▶ **PROBLEM DESCRIPTION**
Copy each line below in which the word "format" occurs.

▶ **RECORDS FOR THE EXERCISE**
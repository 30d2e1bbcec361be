//! Workflow/step definitions and runtime state (spec.md §3).

use crate::error::CommonError;
use crate::worker::{Capability, WorkerKind};
use chrono::{DateTime, Utc};
use serde::{Deserialize, Serialize};
use std::collections::{HashMap, HashSet};
use std::time::Duration;

#[derive(Debug, Clone, Copy, PartialEq, Eq, Serialize, Deserialize)]
#[serde(rename_all = "snake_case")]
pub enum OnFailure {
    Abort,
    Continue,
    Retry,
}

impl Default for OnFailure {
    fn default() -> Self {
        OnFailure::Abort
    }
}

#[derive(Debug, Clone, Copy, PartialEq, Eq, Serialize, Deserialize)]
#[serde(rename_all = "snake_case")]
pub enum OnIterationsExhausted {
    Continue,
    Fail,
}

/// Action policy for a triggered stall watcher (spec.md §4.12).
#[derive(Debug, Clone, Copy, PartialEq, Eq, Serialize, Deserialize)]
#[serde(rename_all = "snake_case")]
pub enum StallAction {
    Ignore,
    Interrupt,
}

#[derive(Debug, Clone, Copy, PartialEq, Eq, Serialize, Deserialize)]
#[serde(rename_all = "snake_case")]
pub enum NoOutputSource {
    WorkerEvent,
    AnyEvent,
    ProbeOnly,
}

impl Default for NoOutputSource {
    fn default() -> Self {
        NoOutputSource::WorkerEvent
    }
}

#[derive(Debug, Clone, Copy, PartialEq, Eq, Serialize, Deserialize)]
#[serde(rename_all = "snake_case")]
pub enum ProbeErrorAction {
    Ignore,
    Stall,
    Terminal,
}

#[derive(Debug, Clone, Serialize, Deserialize)]
pub struct StallPolicy {
    #[serde(default, with = "humantime_serde::option")]
    pub no_output_timeout: Option<Duration>,
    #[serde(default)]
    pub no_output_source: NoOutputSource,
    pub probe_command: Option<String>,
    #[serde(default, with = "humantime_serde::option")]
    pub probe_interval: Option<Duration>,
    pub stall_threshold: Option<u32>,
    #[serde(default = "default_probe_error_action")]
    pub on_probe_error: ProbeErrorAction,
    pub probe_error_threshold: Option<u32>,
    #[serde(default = "default_stall_action")]
    pub action: StallAction,
}

fn default_probe_error_action() -> ProbeErrorAction {
    ProbeErrorAction::Ignore
}

fn default_stall_action() -> StallAction {
    StallAction::Interrupt
}

/// Same shape as a worker task, plus iteration controls (spec.md §3).
#[derive(Debug, Clone, Serialize, Deserialize)]
pub struct CompletionCheckSpec {
    pub worker: WorkerKind,
    pub instructions: String,
    #[serde(default)]
    pub capabilities: HashSet<Capability>,
    pub max_iterations: u32,
    #[serde(default = "default_on_iterations_exhausted")]
    pub on_iterations_exhausted: OnIterationsExhausted,
}

fn default_on_iterations_exhausted() -> OnIterationsExhausted {
    OnIterationsExhausted::Fail
}

#[derive(Debug, Clone, Serialize, Deserialize)]
pub struct InputSource {
    pub from: String,
    pub output: String,
}

#[derive(Debug, Clone, Serialize, Deserialize)]
pub struct ManagementHookOverride {
    pub hook_id: String,
    #[serde(default)]
    pub before: bool,
    #[serde(default)]
    pub after: bool,
}

#[derive(Debug, Clone, Serialize, Deserialize)]
pub struct StepSpec {
    pub worker: WorkerKind,
    pub workspace: String,
    pub instructions: String,
    #[serde(default)]
    pub capabilities: HashSet<Capability>,
    #[serde(with = "humantime_serde")]
    pub timeout: Duration,
    #[serde(default)]
    pub on_failure: OnFailure,
    pub max_retries: Option<u32>,
    #[serde(default)]
    pub depends_on: HashSet<String>,
    #[serde(default)]
    pub inputs: HashMap<String, InputSource>,
    #[serde(default)]
    pub outputs: HashSet<String>,
    pub completion_check: Option<CompletionCheckSpec>,
    pub stall_policy: Option<StallPolicy>,
    pub management: Option<ManagementHookOverride>,
}

#[derive(Debug, Clone, Serialize, Deserialize)]
pub struct WorkflowDefinition {
    pub name: String,
    pub version: String,
    #[serde(with = "humantime_serde")]
    pub timeout: Duration,
    pub concurrency: Option<usize>,
    pub context_dir: Option<String>,
    /// Applied to every step that doesn't set its own `management`
    /// override (supplemental management-hooks feature, spec.md §3/§6).
    #[serde(default)]
    pub default_management: Option<ManagementHookOverride>,
    pub steps: HashMap<String, StepSpec>,
}

impl WorkflowDefinition {
    /// Validate referential integrity, acyclicity (Kahn), unique output
    /// names, and completion-check iteration floor (spec.md §3's
    /// invariants). Returns the failing field path on error, per
    /// spec.md §9's "never guesses intent" rule.
    pub fn validate(&self) -> Result<(), CommonError> {
        if self.steps.is_empty() {
            return Err(CommonError::Validation {
                path: "steps".into(),
                message: "workflow must declare at least one step".into(),
            });
        }

        let mut seen_outputs: HashSet<&str> = HashSet::new();
        for (step_id, step) in &self.steps {
            for dep in &step.depends_on {
                if !self.steps.contains_key(dep) {
                    return Err(CommonError::Validation {
                        path: format!("steps.{step_id}.depends_on"),
                        message: format!("unknown step id {dep:?}"),
                    });
                }
            }
            for (input_name, source) in &step.inputs {
                if !step.depends_on.contains(&source.from) {
                    return Err(CommonError::Validation {
                        path: format!("steps.{step_id}.inputs.{input_name}"),
                        message: format!(
                            "input source step {:?} is not in depends_on",
                            source.from
                        ),
                    });
                }
            }
            for output in &step.outputs {
                if !seen_outputs.insert(output.as_str()) {
                    return Err(CommonError::Validation {
                        path: format!("steps.{step_id}.outputs"),
                        message: format!("duplicate output name {output:?}"),
                    });
                }
            }
            if let Some(check) = &step.completion_check {
                if check.max_iterations < 2 {
                    return Err(CommonError::Validation {
                        path: format!("steps.{step_id}.completion_check.max_iterations"),
                        message: "max_iterations must be >= 2".into(),
                    });
                }
            }
            if is_unsafe_relative(&step.workspace) {
                return Err(CommonError::Validation {
                    path: format!("steps.{step_id}.workspace"),
                    message: format!("workspace path {:?} is not a safe relative path", step.workspace),
                });
            }
        }

        self.check_acyclic()?;
        Ok(())
    }

    /// Kahn's algorithm: repeatedly remove nodes with in-degree 0. If any
    /// node remains when no more can be removed, the graph has a cycle.
    fn check_acyclic(&self) -> Result<(), CommonError> {
        let mut in_degree: HashMap<&str, usize> = self
            .steps
            .iter()
            .map(|(id, step)| (id.as_str(), step.depends_on.len()))
            .collect();

        let mut ready: Vec<&str> = in_degree
            .iter()
            .filter(|(_, &deg)| deg == 0)
            .map(|(id, _)| *id)
            .collect();
        let mut visited = 0usize;

        // successors: step_id -> steps that depend on it
        let mut successors: HashMap<&str, Vec<&str>> = HashMap::new();
        for (id, step) in &self.steps {
            for dep in &step.depends_on {
                successors.entry(dep.as_str()).or_default().push(id.as_str());
            }
        }

        while let Some(node) = ready.pop() {
            visited += 1;
            if let Some(succs) = successors.get(node) {
                for succ in succs {
                    let deg = in_degree.get_mut(*succ).unwrap();
                    *deg -= 1;
                    if *deg == 0 {
                        ready.push(succ);
                    }
                }
            }
        }

        if visited != self.steps.len() {
            return Err(CommonError::Validation {
                path: "steps".into(),
                message: "dependency graph contains a cycle".into(),
            });
        }
        Ok(())
    }
}

fn is_unsafe_relative(path: &str) -> bool {
    path.starts_with('/') || path.split('/').any(|segment| segment == "..")
}

#[derive(Debug, Clone, Copy, PartialEq, Eq, Serialize, Deserialize)]
#[serde(rename_all = "snake_case")]
pub enum StepStatus {
    Pending,
    Ready,
    Running,
    Checking,
    Succeeded,
    Failed,
    Skipped,
    Incomplete,
    Cancelled,
}

#[derive(Debug, Clone, Serialize, Deserialize)]
pub struct StepRuntimeState {
    pub status: StepStatus,
    pub iteration: u32,
    pub max_iterations: u32,
    pub started_at: Option<DateTime<Utc>>,
    pub ended_at: Option<DateTime<Utc>>,
    pub last_error: Option<String>,
    pub outputs: HashMap<String, serde_json::Value>,
    pub attempts: u32,
}

impl Default for StepRuntimeState {
    fn default() -> Self {
        Self {
            status: StepStatus::Pending,
            iteration: 0,
            max_iterations: 1,
            started_at: None,
            ended_at: None,
            last_error: None,
            outputs: HashMap::new(),
            attempts: 0,
        }
    }
}

#[derive(Debug, Clone, Copy, PartialEq, Eq, Serialize, Deserialize)]
#[serde(rename_all = "snake_case")]
pub enum WorkflowStatus {
    Pending,
    Running,
    Succeeded,
    Failed,
    TimedOut,
    Cancelled,
}

#[derive(Debug, Clone, Serialize, Deserialize)]
pub struct WorkflowRuntimeState {
    pub status: WorkflowStatus,
    pub steps: HashMap<String, StepRuntimeState>,
    pub started_at: Option<DateTime<Utc>>,
    pub ended_at: Option<DateTime<Utc>>,
}

impl WorkflowRuntimeState {
    pub fn new(def: &WorkflowDefinition) -> Self {
        let steps = def
            .steps
            .iter()
            .map(|(id, spec)| {
                let max_iterations = spec
                    .completion_check
                    .as_ref()
                    .map(|c| c.max_iterations)
                    .unwrap_or(1);
                (
                    id.clone(),
                    StepRuntimeState {
                        max_iterations,
                        ..StepRuntimeState::default()
                    },
                )
            })
            .collect();
        Self {
            status: WorkflowStatus::Pending,
            steps,
            started_at: None,
            ended_at: None,
        }
    }
}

▶ **RESPONSE AREA**
                        path: format!("steps.{step_id}.depends_on"),
                        message: format!("unknown step id {dep:?}"),
                        path: format!("steps.{step_id}.inputs.{input_name}"),
                        message: format!(
                        path: format!("steps.{step_id}.outputs"),
                        message: format!("duplicate output name {output:?}"),
                        path: format!("steps.{step_id}.completion_check.max_iterations"),
                    path: format!("steps.{step_id}.workspace"),
                    message: format!("workspace path {:?} is not a safe relative path", step.workspace),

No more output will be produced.